Japan is interested in cooperation with Kazakhstan in rare earth projects, KazTag Agency reports, citing Japan’s Minister of Economy, Trade and Industry Yukio Edano as saying following his talks with Kazakhstan’s Foreign Minister Erzhan Kazykhanov May 2.
“It is quite natural that Kazakhstan as a nation producing a range of commodities has always been of great interest to Japan. This time the two sides have signed some documents on development of rare earth elements (…) I believe Japan could be very helpful to ensure effective production as we do possess high technology”, the Japanese Minister said.
“There are many nations thinking of constructing nuclear power plants. Japan has accumulated abundant technology to support such projects. We will keep on cooperating with nations [willing to construct nuclear power plants] and we will be strengthening this vectors [of cooperation”, Yukio Edano said in a separate statement.
As defined by IUPAC, rare earth elements or rare earth metals are a set of seventeen chemical elements in the periodic table. Because of their geochemical properties, rare earth elements are typically dispersed and not often found in concentrated and economically exploitable forms.

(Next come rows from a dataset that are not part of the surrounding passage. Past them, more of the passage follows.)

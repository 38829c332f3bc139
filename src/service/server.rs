use std::net::{IpAddr, Ipv4Addr, Ipv6Addr, SocketAddr};
use std::sync::atomic::{AtomicUsize, Ordering};
use std::sync::Arc;
use std::time::Duration;

use bytes::Bytes;
use futures::{SinkExt, StreamExt};
use tokio::net::{TcpListener, TcpStream};
use tokio::sync::Mutex;
use tokio::task::JoinHandle;
use tokio_util::codec::Framed;
use tokio_util::sync::CancellationToken;
use tracing::{debug, error, info, instrument, warn};

use crate::config::ServiceConfig;
use crate::core::frame::FrameCodec;
use crate::core::snapshot::Directory;
use crate::error::Result;
use crate::sweep::{probe_directory, SweepOutcome};
use crate::utils::crypto::ChannelCipher;
use crate::utils::metrics::{global_metrics, Timer};
use crate::utils::net::bind_listener;
use crate::utils::timeout::SHUTDOWN_TIMEOUT;

/// Listen backlog of the service sockets
const SERVICE_BACKLOG: i32 = 128;

/// Authoritative directory plus a counter bumped on every replacement
#[derive(Debug, Default)]
struct Versioned {
    directory: Directory,
    generation: u64,
}

impl Versioned {
    fn replace(&mut self, directory: Directory) {
        self.directory = directory;
        self.generation += 1;
    }

    /// Apply a sweep that started at `generation`.
    fn install(&mut self, generation: u64, outcome: SweepOutcome) {
        if self.generation == generation {
            self.replace(outcome.directory);
        } else {
            for (handle, endpoint) in &outcome.dropped {
                self.directory.remove(handle, *endpoint);
            }
            self.generation += 1;
        }
    }
}

#[derive(Debug)]
struct ServiceState {
    directory: Mutex<Versioned>,
    cipher: Option<ChannelCipher>,
    active_connections: AtomicUsize,
}

impl ServiceState {
    /// Answer one request frame with the encoded current snapshot.
    async fn handle_request(&self, request: &[u8], peer: SocketAddr) -> Result<Bytes> {
        global_metrics().directory_request();
        let replacement = match self.decode_request(request) {
            Ok(text) if text.is_empty() => None,
            Ok(text) => match Directory::parse(&text) {
                Ok(directory) => Some(directory),
                Err(e) => {
                    warn!(peer = %peer, error = %e, "Ignoring malformed directory");
                    None
                }
            },
            Err(e) => {
                warn!(peer = %peer, error = %e, "Ignoring undecryptable request");
                None
            }
        };

        let snapshot = {
            let mut state = self.directory.lock().await;
            if let Some(directory) = replacement {
                debug!(peer = %peer, endpoints = directory.len(), "Directory replaced");
                state.replace(directory);
            }
            state.directory.to_snapshot()
        };

        match &self.cipher {
            Some(cipher) => Ok(Bytes::from(cipher.encrypt_text(&snapshot)?)),
            None => Ok(Bytes::from(snapshot)),
        }
    }

    fn decode_request(&self, request: &[u8]) -> Result<String> {
        let text = String::from_utf8_lossy(request);
        match &self.cipher {
            Some(_) if request.is_empty() => Ok(String::new()),
            Some(cipher) => cipher.decrypt_text(&text),
            None => Ok(text.into_owned()),
        }
    }

    /// Probe every endpoint and drop the unreachable ones.
    ///
    /// The lock is held only to copy the directory and to install the result;
    /// replacements made while probing survive because only the dropped
    /// endpoints are subtracted from a directory that changed meanwhile.
    async fn sweep(&self, probe_timeout: Duration) -> usize {
        let _timer = Timer::start("liveness_sweep");
        let (snapshot, generation) = {
            let state = self.directory.lock().await;
            (state.directory.clone(), state.generation)
        };
        if snapshot.is_empty() {
            return 0;
        }

        let outcome = probe_directory(&snapshot, probe_timeout).await;
        if !outcome.changed() {
            return 0;
        }

        let dropped = outcome.dropped.len();
        self.directory.lock().await.install(generation, outcome);
        dropped
    }
}

/// Network directory server with a periodic liveness sweep
#[derive(Debug)]
pub struct DirectoryService {
    state: Arc<ServiceState>,
    local_addrs: Vec<SocketAddr>,
    probe_timeout: Duration,
    shutdown: CancellationToken,
    tasks: Vec<JoinHandle<()>>,
}

impl DirectoryService {
    /// Bind IPv4-any and IPv6-any on the configured port and start serving.
    ///
    /// Port 0 takes an ephemeral port for IPv4 and reuses it for IPv6. A host
    /// without IPv6 is served on IPv4 only.
    #[instrument(skip(config), fields(port = config.port))]
    pub async fn start(config: &ServiceConfig) -> Result<Self> {
        let cipher = config.cipher()?;

        let v4 = bind_listener(
            SocketAddr::new(IpAddr::V4(Ipv4Addr::UNSPECIFIED), config.port),
            SERVICE_BACKLOG,
        )?;
        let port = v4.local_addr()?.port();
        let mut listeners = vec![v4];
        match bind_listener(
            SocketAddr::new(IpAddr::V6(Ipv6Addr::UNSPECIFIED), port),
            SERVICE_BACKLOG,
        ) {
            Ok(v6) => listeners.push(v6),
            Err(e) => warn!(port, error = %e, "IPv6 listener unavailable, serving IPv4 only"),
        }

        let state = Arc::new(ServiceState {
            directory: Mutex::new(Versioned::default()),
            cipher,
            active_connections: AtomicUsize::new(0),
        });
        let shutdown = CancellationToken::new();

        let mut local_addrs = Vec::with_capacity(listeners.len());
        let mut tasks = Vec::with_capacity(listeners.len() + 1);
        for listener in listeners {
            let addr = listener.local_addr()?;
            info!(address = %addr, encrypted = state.cipher.is_some(), "Directory service listening");
            local_addrs.push(addr);
            tasks.push(tokio::spawn(accept_loop(
                listener,
                Arc::clone(&state),
                shutdown.clone(),
            )));
        }
        tasks.push(tokio::spawn(sweep_loop(
            Arc::clone(&state),
            config.sweep_interval,
            config.probe_timeout,
            shutdown.clone(),
        )));

        Ok(Self {
            state,
            local_addrs,
            probe_timeout: config.probe_timeout,
            shutdown,
            tasks,
        })
    }

    /// Addresses actually bound (IPv4 first).
    pub fn local_addrs(&self) -> &[SocketAddr] {
        &self.local_addrs
    }

    pub fn port(&self) -> u16 {
        self.local_addrs.first().map(SocketAddr::port).unwrap_or_default()
    }

    /// Copy of the authoritative directory.
    pub async fn directory(&self) -> Directory {
        self.state.directory.lock().await.directory.clone()
    }

    /// Run one liveness sweep now; returns the number of endpoints dropped.
    pub async fn sweep_now(&self) -> usize {
        self.state.sweep(self.probe_timeout).await
    }

    /// Number of client connections currently being served.
    pub fn active_connections(&self) -> usize {
        self.state.active_connections.load(Ordering::Relaxed)
    }

    /// Stop listeners and sweeper, wait briefly for open connections, discard state.
    pub async fn shutdown(mut self) {
        info!("Shutting down directory service. Waiting for connections to close...");
        self.shutdown.cancel();

        let deadline = tokio::time::sleep(SHUTDOWN_TIMEOUT);
        tokio::pin!(deadline);
        loop {
            let connections = self.state.active_connections.load(Ordering::Relaxed);
            if connections == 0 {
                info!("All connections closed, shutting down");
                break;
            }
            tokio::select! {
                _ = &mut deadline => {
                    warn!(connections, "Shutdown timeout reached, forcing exit");
                    break;
                }
                _ = tokio::time::sleep(Duration::from_millis(50)) => {}
            }
        }

        for task in self.tasks.drain(..) {
            task.abort();
        }
        global_metrics().log_metrics();
    }
}

impl Drop for DirectoryService {
    fn drop(&mut self) {
        self.shutdown.cancel();
    }
}

async fn accept_loop(listener: TcpListener, state: Arc<ServiceState>, shutdown: CancellationToken) {
    loop {
        tokio::select! {
            _ = shutdown.cancelled() => break,
            accepted = listener.accept() => match accepted {
                Ok((stream, peer)) => {
                    let state = Arc::clone(&state);
                    let shutdown = shutdown.clone();
                    state.active_connections.fetch_add(1, Ordering::Relaxed);
                    tokio::spawn(async move {
                        serve_connection(stream, peer, &state, shutdown).await;
                        state.active_connections.fetch_sub(1, Ordering::Relaxed);
                    });
                }
                Err(e) => {
                    global_metrics().connection_error();
                    error!(error = %e, "Error accepting connection");
                }
            }
        }
    }
}

#[instrument(skip(stream, peer, state, shutdown), fields(peer = %peer))]
async fn serve_connection(
    stream: TcpStream,
    peer: SocketAddr,
    state: &ServiceState,
    shutdown: CancellationToken,
) {
    if let Err(e) = stream.set_nodelay(true) {
        debug!(error = %e, "Could not disable Nagle");
    }
    let mut framed = Framed::new(stream, FrameCodec);

    loop {
        let request = tokio::select! {
            _ = shutdown.cancelled() => break,
            frame = framed.next() => frame,
        };
        let request = match request {
            Some(Ok(request)) => request,
            Some(Err(e)) => {
                global_metrics().connection_error();
                warn!(peer = %peer.ip(), port = peer.port(), error = %e, "Client read failed");
                break;
            }
            None => break,
        };

        let reply = match state.handle_request(&request, peer).await {
            Ok(reply) => reply,
            Err(e) => {
                error!(error = %e, "Failed to encode directory reply");
                break;
            }
        };
        if let Err(e) = framed.send(reply).await {
            global_metrics().connection_error();
            warn!(peer = %peer.ip(), port = peer.port(), error = %e, "Client write failed");
            break;
        }
    }
    debug!("Connection closed");
}

async fn sweep_loop(
    state: Arc<ServiceState>,
    interval: Duration,
    probe_timeout: Duration,
    shutdown: CancellationToken,
) {
    let mut ticker = tokio::time::interval(interval);
    ticker.set_missed_tick_behavior(tokio::time::MissedTickBehavior::Delay);
    // the first tick completes immediately
    ticker.tick().await;

    loop {
        tokio::select! {
            _ = shutdown.cancelled() => break,
            _ = ticker.tick() => {
                let dropped = state.sweep(probe_timeout).await;
                if dropped > 0 {
                    info!(dropped, "Sweep pruned unreachable endpoints");
                }
            }
        }
    }
}

#[cfg(test)]
mod tests {
    use super::*;
    use crate::directory::ServiceConnection;

    fn test_config() -> ServiceConfig {
        ServiceConfig {
            port: 0,
            probe_timeout: Duration::from_secs(2),
            ..ServiceConfig::default()
        }
    }

    fn loopback(service: &DirectoryService) -> SocketAddr {
        SocketAddr::new(IpAddr::V4(Ipv4Addr::LOCALHOST), service.port())
    }

    #[test]
    fn test_install_keeps_concurrent_registrations() {
        let a: SocketAddr = "10.0.0.1:9000".parse().unwrap();
        let b: SocketAddr = "10.0.0.1:9001".parse().unwrap();
        let c: SocketAddr = "10.0.0.2:9000".parse().unwrap();

        let mut state = Versioned::default();
        let mut dir = Directory::new();
        dir.insert("A", a);
        dir.insert("A", b);
        state.replace(dir);
        let started = state.generation;

        let mut fresh = Directory::new();
        fresh.insert("A", a);
        let outcome = SweepOutcome {
            directory: fresh,
            dropped: vec![("A".to_string(), b)],
        };

        // a registration lands while the probes run
        let mut registered = state.directory.clone();
        registered.insert("B", c);
        state.replace(registered);

        state.install(started, outcome);
        assert_eq!(state.directory.endpoints("A"), vec![a]);
        assert_eq!(state.directory.endpoints("B"), vec![c]);
    }

    #[tokio::test]
    async fn test_get_set_round_trip() {
        let service = DirectoryService::start(&test_config()).await.unwrap();
        let client = ServiceConnection::new(loopback(&service));

        assert!(client.get().await.unwrap().is_empty());

        let dir = Directory::parse("A*10.0.0.1-9000+,;").unwrap();
        assert_eq!(client.set(&dir).await.unwrap(), dir);
        assert_eq!(client.get().await.unwrap(), dir);
        assert_eq!(service.directory().await, dir);

        service.shutdown().await;
    }

    #[tokio::test]
    async fn test_malformed_set_keeps_directory() {
        let service = DirectoryService::start(&test_config()).await.unwrap();
        let client = ServiceConnection::new(loopback(&service));

        let dir = Directory::parse("A*10.0.0.1-9000+,;").unwrap();
        client.set(&dir).await.unwrap();
        let reply = client.request("not a directory").await.unwrap();
        assert_eq!(Directory::parse(&reply).unwrap(), dir);

        service.shutdown().await;
    }

    #[tokio::test]
    async fn test_sweep_drops_unreachable() {
        let service = DirectoryService::start(&test_config()).await.unwrap();
        let alive = TcpListener::bind("127.0.0.1:0").await.unwrap();
        let alive_addr = alive.local_addr().unwrap();
        let dead = std::net::TcpListener::bind("127.0.0.1:0").unwrap();
        let dead_addr = dead.local_addr().unwrap();
        drop(dead);

        let mut dir = Directory::new();
        dir.insert("A", alive_addr);
        dir.insert("A", dead_addr);
        ServiceConnection::new(loopback(&service))
            .set(&dir)
            .await
            .unwrap();

        assert_eq!(service.sweep_now().await, 1);
        assert_eq!(service.directory().await.endpoints("A"), vec![alive_addr]);
        assert_eq!(service.sweep_now().await, 0);

        service.shutdown().await;
    }
}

According to mnn.com, much of rare earths' appeal lies in their ability to perform obscure, highly specific tasks. Europium provides red phosphor for TVs and computer monitors, for example, and it has no known substitute. Cerium similarly rules the glass-polishing industry, with "virtually all polished glass products" dependent on it, according to the U.S. Geological Survey.
Permanent magnets are another big role for rare earths. Their light weight and high magnetic strength have made it possible to miniaturize a wide range of electronic parts, including many used in home appliances, audio/video equipment, computers, cars and military gear. Innovations like small, multi-gigabyte jump drives and DVD drives likely wouldn't exist without rare earth magnets, which are often made from a neodymium alloy but may also contain praseodymium, samarium, gadolinium or dysprosium.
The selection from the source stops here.